:: ABOUT THIS TASK ::
For the entries below, report every line that includes the word "runs".

■ ■ ■

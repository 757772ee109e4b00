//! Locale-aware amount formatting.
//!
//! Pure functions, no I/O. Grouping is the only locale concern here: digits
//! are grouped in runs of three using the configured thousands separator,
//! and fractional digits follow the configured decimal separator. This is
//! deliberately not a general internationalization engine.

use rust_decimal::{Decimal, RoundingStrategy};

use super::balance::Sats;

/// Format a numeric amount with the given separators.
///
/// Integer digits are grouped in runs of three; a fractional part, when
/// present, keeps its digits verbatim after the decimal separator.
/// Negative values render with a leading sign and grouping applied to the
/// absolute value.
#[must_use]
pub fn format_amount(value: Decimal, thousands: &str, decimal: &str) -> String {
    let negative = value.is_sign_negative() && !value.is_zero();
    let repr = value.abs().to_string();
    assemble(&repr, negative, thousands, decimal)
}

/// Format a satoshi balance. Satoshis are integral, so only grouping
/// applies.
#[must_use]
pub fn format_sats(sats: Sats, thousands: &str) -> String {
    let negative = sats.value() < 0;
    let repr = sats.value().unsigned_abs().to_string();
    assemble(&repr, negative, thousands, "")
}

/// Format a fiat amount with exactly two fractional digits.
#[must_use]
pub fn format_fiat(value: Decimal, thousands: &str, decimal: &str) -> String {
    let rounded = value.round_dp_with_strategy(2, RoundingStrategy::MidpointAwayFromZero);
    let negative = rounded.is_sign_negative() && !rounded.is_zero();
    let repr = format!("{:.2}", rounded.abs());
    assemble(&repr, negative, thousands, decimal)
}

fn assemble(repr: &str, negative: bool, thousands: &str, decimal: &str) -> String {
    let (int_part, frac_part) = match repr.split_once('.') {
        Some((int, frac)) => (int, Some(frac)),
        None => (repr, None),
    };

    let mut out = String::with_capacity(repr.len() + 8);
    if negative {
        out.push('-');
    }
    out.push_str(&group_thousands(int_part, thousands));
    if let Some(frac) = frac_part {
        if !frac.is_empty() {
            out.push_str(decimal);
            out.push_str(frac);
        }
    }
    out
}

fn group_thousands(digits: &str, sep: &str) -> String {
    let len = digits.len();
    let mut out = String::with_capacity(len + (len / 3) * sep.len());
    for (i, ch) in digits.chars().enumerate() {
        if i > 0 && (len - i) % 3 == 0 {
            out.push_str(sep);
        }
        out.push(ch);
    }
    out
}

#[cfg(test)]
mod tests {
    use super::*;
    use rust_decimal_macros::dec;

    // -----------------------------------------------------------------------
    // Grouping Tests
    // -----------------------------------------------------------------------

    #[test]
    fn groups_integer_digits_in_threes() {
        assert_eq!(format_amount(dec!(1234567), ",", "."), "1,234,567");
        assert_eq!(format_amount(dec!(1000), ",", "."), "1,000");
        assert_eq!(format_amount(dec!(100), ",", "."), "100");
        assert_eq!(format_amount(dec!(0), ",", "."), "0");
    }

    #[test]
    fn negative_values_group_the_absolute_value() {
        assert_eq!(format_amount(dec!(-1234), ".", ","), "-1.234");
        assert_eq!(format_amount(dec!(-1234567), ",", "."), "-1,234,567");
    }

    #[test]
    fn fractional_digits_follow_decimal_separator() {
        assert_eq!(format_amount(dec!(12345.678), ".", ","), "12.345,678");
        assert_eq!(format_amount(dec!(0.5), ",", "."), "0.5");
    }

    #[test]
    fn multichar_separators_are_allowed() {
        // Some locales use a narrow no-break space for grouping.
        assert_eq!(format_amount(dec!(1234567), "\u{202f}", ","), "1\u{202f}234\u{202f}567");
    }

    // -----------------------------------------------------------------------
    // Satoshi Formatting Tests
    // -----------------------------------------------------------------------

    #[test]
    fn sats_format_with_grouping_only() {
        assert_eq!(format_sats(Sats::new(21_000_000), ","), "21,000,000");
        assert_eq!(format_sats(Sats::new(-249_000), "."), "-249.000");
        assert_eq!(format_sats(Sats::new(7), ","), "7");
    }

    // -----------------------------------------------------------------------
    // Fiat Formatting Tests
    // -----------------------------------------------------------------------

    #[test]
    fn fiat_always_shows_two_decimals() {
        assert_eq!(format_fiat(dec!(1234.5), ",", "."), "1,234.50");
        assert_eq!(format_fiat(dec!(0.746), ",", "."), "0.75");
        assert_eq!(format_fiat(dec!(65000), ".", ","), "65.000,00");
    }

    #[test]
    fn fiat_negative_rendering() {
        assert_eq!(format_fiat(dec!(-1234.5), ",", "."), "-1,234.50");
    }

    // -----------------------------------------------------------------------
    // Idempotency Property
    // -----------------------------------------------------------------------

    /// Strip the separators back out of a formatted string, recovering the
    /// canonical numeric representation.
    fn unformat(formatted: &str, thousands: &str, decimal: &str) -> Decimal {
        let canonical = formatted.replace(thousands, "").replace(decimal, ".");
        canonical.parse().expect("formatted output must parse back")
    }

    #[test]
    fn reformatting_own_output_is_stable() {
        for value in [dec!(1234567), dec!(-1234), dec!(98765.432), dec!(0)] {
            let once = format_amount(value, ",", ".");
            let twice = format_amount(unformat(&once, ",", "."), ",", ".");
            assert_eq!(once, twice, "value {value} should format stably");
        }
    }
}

■ ■ ■

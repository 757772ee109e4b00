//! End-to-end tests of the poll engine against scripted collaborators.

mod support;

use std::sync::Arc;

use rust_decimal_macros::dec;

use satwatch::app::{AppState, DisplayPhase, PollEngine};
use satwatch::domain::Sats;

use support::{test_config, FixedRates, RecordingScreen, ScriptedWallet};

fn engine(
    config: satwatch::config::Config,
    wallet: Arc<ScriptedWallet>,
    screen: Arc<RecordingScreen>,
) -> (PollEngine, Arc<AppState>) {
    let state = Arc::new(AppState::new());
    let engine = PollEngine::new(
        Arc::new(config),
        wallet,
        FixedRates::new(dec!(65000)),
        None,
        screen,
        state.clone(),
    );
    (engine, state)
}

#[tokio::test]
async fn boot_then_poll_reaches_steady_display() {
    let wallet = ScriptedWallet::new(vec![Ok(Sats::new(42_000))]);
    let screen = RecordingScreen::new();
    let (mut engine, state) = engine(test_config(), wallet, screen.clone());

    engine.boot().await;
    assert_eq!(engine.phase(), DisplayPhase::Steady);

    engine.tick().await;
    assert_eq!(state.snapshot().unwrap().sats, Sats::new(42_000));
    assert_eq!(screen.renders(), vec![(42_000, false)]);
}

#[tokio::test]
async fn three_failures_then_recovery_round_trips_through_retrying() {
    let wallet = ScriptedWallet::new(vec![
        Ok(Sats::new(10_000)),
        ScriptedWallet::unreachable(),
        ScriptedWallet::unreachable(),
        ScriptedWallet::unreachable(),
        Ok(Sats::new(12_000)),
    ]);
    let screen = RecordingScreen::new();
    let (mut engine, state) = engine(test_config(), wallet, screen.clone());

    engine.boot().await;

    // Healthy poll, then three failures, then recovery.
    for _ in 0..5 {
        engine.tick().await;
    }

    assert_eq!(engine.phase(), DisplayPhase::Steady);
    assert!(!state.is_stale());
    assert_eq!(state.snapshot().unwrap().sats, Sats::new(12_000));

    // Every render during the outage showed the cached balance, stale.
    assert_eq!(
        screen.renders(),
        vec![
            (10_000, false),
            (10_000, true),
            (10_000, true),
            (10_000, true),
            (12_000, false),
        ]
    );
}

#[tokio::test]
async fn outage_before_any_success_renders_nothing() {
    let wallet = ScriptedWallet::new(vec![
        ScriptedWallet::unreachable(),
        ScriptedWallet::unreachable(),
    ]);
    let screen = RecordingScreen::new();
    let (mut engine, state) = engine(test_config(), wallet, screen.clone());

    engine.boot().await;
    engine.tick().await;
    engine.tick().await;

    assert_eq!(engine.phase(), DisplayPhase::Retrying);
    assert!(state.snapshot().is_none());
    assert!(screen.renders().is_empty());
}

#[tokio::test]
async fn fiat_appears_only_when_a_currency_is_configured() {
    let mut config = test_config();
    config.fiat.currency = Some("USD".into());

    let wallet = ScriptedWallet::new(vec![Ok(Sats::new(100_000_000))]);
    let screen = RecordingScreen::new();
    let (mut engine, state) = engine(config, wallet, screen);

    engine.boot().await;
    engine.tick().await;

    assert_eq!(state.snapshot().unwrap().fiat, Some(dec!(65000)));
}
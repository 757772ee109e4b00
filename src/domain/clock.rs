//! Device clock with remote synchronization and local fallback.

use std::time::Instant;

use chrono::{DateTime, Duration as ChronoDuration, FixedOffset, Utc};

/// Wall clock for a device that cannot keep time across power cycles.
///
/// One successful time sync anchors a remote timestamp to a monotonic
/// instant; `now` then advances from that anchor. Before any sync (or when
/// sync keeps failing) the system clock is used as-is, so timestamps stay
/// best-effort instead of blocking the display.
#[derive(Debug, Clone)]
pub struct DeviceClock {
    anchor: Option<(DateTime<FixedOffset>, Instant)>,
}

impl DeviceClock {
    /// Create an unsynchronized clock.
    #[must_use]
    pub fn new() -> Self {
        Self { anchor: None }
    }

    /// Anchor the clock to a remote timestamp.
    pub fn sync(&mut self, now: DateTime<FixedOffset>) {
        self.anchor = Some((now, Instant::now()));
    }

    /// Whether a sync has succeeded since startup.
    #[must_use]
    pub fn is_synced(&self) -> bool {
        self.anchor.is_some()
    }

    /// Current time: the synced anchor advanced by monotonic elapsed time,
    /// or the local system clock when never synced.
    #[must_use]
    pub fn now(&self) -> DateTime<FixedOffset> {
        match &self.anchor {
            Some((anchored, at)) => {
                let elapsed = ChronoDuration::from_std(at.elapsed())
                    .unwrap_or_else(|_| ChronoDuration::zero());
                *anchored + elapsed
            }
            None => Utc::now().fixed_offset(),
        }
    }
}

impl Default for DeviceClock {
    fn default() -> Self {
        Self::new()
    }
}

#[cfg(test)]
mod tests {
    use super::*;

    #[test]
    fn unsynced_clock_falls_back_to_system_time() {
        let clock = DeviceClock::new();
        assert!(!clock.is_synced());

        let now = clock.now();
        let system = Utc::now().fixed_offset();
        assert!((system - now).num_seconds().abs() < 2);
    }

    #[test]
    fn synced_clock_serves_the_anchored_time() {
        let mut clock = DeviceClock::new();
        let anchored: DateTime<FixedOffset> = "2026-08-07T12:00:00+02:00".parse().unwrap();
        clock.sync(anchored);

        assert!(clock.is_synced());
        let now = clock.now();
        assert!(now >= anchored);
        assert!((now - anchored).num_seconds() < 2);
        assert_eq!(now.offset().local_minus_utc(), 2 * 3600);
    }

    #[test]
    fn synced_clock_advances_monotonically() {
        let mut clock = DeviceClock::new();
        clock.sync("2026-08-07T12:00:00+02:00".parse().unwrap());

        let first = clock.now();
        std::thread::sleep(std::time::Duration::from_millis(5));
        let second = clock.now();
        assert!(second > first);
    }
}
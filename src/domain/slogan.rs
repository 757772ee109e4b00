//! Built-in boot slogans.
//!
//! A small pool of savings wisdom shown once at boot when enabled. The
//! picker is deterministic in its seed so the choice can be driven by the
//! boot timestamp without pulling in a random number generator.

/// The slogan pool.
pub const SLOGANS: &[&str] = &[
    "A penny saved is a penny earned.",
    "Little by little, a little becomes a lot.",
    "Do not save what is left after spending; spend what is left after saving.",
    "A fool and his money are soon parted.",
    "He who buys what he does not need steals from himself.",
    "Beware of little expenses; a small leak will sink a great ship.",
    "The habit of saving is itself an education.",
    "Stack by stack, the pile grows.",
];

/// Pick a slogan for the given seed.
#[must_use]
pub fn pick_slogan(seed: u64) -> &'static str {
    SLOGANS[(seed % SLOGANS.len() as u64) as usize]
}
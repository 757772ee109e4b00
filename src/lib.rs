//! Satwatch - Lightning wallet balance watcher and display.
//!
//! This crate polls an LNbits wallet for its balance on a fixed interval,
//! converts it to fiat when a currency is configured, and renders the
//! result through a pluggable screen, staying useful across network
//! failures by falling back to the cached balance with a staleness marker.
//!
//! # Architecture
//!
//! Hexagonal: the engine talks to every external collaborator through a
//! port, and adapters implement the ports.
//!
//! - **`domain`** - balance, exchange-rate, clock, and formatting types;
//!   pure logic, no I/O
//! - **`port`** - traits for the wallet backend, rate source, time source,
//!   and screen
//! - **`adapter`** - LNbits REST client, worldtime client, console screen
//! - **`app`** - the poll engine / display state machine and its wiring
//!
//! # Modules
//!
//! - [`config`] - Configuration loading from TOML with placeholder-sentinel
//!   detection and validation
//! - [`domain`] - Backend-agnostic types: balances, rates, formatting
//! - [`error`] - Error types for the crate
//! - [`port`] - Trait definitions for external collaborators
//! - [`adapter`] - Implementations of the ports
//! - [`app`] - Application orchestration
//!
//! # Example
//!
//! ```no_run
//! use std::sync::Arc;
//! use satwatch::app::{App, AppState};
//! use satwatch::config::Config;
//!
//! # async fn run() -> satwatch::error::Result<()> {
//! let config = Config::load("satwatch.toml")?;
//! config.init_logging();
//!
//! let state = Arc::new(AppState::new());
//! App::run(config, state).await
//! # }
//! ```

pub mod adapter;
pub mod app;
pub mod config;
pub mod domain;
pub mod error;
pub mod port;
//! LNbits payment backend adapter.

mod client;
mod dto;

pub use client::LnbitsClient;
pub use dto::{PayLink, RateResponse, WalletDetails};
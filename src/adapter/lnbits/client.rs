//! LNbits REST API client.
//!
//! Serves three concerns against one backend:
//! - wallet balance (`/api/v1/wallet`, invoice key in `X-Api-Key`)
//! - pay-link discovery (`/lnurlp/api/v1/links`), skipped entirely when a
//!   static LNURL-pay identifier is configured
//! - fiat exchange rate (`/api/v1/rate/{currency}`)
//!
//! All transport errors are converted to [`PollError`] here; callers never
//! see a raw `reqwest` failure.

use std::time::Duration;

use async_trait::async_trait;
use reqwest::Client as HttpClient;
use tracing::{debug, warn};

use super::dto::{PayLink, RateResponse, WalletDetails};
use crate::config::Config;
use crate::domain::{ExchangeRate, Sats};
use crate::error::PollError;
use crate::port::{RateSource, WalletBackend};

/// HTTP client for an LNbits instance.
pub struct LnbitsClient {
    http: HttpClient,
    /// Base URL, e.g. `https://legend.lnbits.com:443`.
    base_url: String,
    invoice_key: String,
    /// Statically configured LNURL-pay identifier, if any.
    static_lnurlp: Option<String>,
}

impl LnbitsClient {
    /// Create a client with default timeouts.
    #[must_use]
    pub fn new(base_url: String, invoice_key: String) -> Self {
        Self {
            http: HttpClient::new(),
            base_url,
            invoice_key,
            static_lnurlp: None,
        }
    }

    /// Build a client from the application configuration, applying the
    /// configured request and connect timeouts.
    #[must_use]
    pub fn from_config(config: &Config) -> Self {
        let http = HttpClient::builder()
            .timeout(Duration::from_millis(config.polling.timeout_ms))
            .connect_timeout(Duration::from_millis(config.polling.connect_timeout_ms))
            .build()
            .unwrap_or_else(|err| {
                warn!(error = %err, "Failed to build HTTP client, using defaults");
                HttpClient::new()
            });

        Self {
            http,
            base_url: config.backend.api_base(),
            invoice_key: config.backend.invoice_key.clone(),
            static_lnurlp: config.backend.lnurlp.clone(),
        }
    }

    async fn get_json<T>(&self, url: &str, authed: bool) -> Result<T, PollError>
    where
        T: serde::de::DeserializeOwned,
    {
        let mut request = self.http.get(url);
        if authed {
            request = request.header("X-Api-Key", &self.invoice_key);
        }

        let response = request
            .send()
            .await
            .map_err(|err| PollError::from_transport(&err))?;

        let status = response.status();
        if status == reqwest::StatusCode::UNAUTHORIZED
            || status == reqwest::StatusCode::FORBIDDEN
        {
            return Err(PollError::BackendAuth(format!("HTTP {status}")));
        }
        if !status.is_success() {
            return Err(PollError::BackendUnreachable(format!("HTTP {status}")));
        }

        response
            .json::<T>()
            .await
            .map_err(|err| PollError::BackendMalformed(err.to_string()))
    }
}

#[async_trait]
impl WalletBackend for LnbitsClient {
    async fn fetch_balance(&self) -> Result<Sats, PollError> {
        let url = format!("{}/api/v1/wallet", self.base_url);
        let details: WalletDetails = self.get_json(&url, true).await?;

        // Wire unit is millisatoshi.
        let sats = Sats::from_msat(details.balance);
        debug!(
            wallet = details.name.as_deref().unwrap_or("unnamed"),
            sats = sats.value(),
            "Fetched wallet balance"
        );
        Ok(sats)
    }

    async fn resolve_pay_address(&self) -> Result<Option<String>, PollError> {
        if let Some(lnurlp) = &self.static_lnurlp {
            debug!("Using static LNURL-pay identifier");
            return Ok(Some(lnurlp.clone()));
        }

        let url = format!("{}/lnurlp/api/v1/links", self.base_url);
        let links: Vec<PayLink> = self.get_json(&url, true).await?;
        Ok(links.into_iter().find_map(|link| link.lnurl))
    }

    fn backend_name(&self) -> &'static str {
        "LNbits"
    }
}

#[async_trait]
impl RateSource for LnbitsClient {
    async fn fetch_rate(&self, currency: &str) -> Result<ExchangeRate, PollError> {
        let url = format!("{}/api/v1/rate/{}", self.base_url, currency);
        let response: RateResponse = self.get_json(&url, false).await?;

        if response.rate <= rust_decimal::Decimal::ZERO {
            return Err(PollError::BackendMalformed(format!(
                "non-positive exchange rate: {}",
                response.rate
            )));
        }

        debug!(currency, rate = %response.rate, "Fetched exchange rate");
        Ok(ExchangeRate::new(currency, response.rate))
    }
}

■ ■ ■

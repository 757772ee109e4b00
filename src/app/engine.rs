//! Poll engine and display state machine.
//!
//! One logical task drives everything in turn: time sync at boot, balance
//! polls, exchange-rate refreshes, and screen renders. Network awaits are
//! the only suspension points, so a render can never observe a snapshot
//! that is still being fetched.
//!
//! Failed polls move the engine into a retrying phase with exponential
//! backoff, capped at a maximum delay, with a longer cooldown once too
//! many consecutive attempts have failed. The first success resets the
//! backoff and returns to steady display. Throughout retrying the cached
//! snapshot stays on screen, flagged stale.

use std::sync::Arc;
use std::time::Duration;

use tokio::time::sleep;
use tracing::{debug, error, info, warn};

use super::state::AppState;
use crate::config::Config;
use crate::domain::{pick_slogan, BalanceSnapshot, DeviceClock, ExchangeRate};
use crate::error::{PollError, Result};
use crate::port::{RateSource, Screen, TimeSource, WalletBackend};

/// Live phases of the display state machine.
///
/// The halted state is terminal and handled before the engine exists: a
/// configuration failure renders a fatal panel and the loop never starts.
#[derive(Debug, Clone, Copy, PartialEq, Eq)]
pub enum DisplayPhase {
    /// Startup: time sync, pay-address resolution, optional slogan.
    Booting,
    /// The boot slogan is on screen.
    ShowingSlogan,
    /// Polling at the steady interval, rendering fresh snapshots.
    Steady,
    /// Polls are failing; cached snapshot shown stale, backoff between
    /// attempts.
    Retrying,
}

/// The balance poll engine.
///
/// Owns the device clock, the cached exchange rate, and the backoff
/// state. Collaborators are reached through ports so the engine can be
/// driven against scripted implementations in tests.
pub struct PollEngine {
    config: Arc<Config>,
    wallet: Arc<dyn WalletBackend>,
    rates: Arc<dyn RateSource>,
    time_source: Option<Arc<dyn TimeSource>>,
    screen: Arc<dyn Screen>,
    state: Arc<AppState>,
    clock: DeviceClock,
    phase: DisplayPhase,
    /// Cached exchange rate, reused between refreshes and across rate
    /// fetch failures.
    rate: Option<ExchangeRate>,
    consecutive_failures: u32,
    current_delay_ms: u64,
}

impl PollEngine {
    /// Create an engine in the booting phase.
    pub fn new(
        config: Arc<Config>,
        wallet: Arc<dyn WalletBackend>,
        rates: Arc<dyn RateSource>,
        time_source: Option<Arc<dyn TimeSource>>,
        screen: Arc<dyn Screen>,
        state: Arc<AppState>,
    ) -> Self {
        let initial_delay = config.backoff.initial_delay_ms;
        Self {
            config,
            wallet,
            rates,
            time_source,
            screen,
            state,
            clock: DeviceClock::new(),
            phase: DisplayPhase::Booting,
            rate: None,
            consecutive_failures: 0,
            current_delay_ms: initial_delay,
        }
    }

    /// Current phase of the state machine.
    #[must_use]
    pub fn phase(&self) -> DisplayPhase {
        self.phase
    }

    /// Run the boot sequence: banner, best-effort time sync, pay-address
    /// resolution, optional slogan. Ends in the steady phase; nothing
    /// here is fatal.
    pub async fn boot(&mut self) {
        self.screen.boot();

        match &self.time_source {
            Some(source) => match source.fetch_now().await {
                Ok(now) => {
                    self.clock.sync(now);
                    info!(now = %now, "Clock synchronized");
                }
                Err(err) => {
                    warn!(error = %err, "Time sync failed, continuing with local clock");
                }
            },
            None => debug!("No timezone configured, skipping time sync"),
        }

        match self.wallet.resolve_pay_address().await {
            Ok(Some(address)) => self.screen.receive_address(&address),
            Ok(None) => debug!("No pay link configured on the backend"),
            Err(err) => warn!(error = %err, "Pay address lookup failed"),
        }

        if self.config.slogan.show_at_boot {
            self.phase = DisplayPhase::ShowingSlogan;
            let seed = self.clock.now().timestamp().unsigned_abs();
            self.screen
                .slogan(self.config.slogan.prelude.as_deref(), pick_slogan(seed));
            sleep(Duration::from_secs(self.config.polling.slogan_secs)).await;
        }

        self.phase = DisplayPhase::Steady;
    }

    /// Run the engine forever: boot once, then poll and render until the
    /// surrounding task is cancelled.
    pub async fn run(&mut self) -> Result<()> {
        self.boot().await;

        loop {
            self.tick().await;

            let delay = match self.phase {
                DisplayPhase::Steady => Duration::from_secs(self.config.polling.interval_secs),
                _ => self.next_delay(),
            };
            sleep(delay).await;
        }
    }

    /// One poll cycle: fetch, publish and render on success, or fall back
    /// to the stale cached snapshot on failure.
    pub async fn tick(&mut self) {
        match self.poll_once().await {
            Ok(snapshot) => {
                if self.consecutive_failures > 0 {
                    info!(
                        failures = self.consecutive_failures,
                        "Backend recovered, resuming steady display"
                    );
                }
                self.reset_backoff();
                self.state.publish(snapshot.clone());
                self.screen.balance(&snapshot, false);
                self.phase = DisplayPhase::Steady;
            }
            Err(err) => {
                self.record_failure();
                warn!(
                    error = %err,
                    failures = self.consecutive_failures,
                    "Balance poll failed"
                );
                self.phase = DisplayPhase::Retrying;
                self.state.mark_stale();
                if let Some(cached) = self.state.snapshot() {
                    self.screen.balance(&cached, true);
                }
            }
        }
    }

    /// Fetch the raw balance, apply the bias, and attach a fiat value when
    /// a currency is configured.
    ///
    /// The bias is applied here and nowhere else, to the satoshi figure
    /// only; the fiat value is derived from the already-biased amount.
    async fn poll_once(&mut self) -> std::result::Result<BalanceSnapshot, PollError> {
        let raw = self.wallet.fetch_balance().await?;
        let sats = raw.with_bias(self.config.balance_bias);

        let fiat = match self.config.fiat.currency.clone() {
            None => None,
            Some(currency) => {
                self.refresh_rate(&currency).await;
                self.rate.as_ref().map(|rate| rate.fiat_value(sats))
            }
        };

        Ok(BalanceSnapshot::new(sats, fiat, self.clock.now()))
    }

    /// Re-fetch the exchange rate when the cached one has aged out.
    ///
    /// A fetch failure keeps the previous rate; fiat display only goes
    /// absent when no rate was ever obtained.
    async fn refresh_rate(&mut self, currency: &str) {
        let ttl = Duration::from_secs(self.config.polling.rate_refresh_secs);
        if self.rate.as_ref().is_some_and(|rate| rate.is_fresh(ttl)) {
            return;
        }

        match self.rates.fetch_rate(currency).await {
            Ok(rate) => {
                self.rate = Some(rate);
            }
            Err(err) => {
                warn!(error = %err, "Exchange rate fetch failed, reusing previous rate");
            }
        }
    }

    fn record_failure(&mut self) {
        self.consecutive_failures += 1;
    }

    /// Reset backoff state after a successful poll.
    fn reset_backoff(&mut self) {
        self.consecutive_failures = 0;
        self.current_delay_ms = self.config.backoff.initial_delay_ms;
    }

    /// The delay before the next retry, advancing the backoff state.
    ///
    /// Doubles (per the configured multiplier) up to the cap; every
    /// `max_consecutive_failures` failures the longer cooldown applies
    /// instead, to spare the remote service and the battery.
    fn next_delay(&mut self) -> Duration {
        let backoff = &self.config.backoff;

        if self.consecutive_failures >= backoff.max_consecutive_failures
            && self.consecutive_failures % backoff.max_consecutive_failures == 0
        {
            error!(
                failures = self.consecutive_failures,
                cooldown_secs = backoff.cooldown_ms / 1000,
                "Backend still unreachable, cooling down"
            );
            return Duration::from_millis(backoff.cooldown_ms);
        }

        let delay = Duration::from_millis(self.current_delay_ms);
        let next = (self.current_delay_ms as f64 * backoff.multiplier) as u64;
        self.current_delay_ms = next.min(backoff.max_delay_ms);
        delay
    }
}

■ ■ ■

:: WRITTEN SOLUTION ::
//! are grouped in runs of three using the configured thousands separator,
/// Integer digits are grouped in runs of three; a fractional part, when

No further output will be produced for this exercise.